[[ SUPPLIED INFORMATION, beginning ]]
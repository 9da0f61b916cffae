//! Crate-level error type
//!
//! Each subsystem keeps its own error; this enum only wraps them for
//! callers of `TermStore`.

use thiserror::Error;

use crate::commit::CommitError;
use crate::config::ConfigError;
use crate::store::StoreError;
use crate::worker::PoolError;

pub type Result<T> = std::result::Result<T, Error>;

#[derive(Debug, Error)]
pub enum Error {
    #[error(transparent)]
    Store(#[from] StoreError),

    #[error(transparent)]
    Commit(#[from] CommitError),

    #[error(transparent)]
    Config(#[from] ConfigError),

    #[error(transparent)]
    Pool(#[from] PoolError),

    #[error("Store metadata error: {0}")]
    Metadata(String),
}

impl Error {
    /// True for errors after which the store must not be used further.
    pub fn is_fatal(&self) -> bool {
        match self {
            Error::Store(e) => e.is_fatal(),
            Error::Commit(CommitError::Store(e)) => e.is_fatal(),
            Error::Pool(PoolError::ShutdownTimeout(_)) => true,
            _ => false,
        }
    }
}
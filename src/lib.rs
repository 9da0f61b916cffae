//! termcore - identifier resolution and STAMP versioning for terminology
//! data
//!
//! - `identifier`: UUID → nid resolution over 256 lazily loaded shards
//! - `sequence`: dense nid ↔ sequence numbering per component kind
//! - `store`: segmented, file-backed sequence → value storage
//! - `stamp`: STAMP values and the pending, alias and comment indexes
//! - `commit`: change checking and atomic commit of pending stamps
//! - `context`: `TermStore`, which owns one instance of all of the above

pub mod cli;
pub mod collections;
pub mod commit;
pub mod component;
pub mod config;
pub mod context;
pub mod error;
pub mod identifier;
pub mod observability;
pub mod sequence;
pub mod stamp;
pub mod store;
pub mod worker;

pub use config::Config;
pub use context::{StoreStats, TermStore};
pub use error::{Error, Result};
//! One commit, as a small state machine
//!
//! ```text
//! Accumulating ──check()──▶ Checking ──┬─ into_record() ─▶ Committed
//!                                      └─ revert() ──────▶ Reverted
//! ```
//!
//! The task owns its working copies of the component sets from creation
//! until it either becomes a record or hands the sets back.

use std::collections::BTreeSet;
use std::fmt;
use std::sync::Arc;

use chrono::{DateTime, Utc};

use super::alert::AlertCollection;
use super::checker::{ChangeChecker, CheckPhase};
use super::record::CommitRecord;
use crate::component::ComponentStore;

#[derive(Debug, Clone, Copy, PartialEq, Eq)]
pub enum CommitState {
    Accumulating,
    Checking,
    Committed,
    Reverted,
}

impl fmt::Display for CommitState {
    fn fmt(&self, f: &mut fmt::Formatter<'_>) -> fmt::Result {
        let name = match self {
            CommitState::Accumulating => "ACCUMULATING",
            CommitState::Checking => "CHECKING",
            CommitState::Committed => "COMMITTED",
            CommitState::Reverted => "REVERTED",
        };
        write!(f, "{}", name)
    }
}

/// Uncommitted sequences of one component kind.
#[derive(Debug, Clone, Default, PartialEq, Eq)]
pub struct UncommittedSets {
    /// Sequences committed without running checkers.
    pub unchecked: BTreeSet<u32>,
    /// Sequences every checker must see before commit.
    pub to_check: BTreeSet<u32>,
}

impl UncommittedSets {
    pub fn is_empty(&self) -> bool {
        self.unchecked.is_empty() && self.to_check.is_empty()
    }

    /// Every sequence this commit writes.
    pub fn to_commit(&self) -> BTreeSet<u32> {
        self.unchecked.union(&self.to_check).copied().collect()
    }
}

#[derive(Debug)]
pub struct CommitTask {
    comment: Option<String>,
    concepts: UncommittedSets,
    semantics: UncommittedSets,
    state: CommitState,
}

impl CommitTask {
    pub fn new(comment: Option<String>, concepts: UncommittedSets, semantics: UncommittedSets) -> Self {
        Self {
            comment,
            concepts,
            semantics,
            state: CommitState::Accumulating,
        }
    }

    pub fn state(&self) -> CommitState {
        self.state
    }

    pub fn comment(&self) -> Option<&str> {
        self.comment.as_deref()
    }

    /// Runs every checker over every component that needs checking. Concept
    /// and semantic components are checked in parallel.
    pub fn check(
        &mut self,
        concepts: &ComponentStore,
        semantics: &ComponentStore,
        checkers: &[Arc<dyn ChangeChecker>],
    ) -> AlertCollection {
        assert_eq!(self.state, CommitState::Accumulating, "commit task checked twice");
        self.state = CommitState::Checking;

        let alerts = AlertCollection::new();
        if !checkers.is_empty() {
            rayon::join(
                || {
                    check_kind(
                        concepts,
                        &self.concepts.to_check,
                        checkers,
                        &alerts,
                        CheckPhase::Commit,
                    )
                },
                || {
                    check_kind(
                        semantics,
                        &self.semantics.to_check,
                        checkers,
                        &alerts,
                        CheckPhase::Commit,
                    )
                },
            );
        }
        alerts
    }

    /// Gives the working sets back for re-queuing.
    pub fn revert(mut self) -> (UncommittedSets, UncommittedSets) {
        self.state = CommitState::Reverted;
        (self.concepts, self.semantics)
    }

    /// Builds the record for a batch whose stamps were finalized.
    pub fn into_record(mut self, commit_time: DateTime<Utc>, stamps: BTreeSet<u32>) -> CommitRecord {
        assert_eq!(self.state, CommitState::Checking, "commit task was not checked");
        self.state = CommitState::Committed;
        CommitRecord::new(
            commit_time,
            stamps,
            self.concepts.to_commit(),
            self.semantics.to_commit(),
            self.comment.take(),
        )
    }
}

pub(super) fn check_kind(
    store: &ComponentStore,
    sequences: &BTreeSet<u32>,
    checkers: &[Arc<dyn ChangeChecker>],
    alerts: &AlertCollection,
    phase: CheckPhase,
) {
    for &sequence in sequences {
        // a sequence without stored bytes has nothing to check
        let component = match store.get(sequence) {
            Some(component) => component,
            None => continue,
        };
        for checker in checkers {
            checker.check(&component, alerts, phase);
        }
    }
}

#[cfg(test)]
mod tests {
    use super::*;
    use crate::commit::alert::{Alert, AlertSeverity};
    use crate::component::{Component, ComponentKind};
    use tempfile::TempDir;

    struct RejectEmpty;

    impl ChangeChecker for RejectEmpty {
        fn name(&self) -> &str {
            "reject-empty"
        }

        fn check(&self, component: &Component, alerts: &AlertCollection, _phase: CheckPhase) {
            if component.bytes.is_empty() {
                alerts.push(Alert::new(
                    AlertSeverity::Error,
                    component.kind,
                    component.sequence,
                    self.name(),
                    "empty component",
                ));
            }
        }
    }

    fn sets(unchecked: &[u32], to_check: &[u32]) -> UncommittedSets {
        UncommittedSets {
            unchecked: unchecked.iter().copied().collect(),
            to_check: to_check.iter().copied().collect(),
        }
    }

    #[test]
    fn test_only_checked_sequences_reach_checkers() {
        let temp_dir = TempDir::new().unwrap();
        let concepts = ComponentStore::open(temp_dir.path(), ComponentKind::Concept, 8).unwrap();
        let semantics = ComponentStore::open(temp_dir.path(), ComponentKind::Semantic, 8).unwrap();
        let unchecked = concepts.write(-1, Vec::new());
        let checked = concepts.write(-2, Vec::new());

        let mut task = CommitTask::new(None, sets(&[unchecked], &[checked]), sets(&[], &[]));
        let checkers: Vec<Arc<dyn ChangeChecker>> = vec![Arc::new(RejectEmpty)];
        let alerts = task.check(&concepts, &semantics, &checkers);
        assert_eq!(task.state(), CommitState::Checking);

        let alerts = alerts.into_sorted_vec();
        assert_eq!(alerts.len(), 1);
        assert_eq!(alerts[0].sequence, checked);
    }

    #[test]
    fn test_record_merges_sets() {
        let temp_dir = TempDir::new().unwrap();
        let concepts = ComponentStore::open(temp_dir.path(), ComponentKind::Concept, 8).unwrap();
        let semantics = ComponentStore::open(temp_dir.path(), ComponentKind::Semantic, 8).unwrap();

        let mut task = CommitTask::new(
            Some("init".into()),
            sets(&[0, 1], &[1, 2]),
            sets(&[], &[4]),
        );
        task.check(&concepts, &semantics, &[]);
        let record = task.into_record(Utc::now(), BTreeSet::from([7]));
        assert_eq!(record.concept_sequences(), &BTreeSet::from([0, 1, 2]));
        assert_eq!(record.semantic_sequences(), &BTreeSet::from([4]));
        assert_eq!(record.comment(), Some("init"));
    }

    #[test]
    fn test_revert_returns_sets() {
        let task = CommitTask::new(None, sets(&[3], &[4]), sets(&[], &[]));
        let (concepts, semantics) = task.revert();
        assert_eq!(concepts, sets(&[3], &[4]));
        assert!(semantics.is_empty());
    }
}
[[ SUPPLIED INFORMATION, end ]]
THE PROBLEM:
Copy out the entries exactly. Begin at the first line and end with the line that has "sequence → value storage".

PROBLEM SOLUTION:
repository 9da0f61b916cffae
//! Crate-level error type
//!
//! Each subsystem keeps its own error; this enum only wraps them for
//! callers of `TermStore`.

use thiserror::Error;

use crate::commit::CommitError;
use crate::config::ConfigError;
use crate::store::StoreError;
use crate::worker::PoolError;

pub type Result<T> = std::result::Result<T, Error>;

#[derive(Debug, Error)]
pub enum Error {
    #[error(transparent)]
    Store(#[from] StoreError),

    #[error(transparent)]
    Commit(#[from] CommitError),

    #[error(transparent)]
    Config(#[from] ConfigError),

    #[error(transparent)]
    Pool(#[from] PoolError),

    #[error("Store metadata error: {0}")]
    Metadata(String),
}

impl Error {
    /// True for errors after which the store must not be used further.
    pub fn is_fatal(&self) -> bool {
        match self {
            Error::Store(e) => e.is_fatal(),
            Error::Commit(CommitError::Store(e)) => e.is_fatal(),
            Error::Pool(PoolError::ShutdownTimeout(_)) => true,
            _ => false,
        }
    }
}
filename src/lib.rs
repository 9da0f61b916cffae
//! termcore - identifier resolution and STAMP versioning for terminology
//! data
//!
//! - `identifier`: UUID → nid resolution over 256 lazily loaded shards
//! - `sequence`: dense nid ↔ sequence numbering per component kind
//! - `store`: segmented, file-backed sequence → value storage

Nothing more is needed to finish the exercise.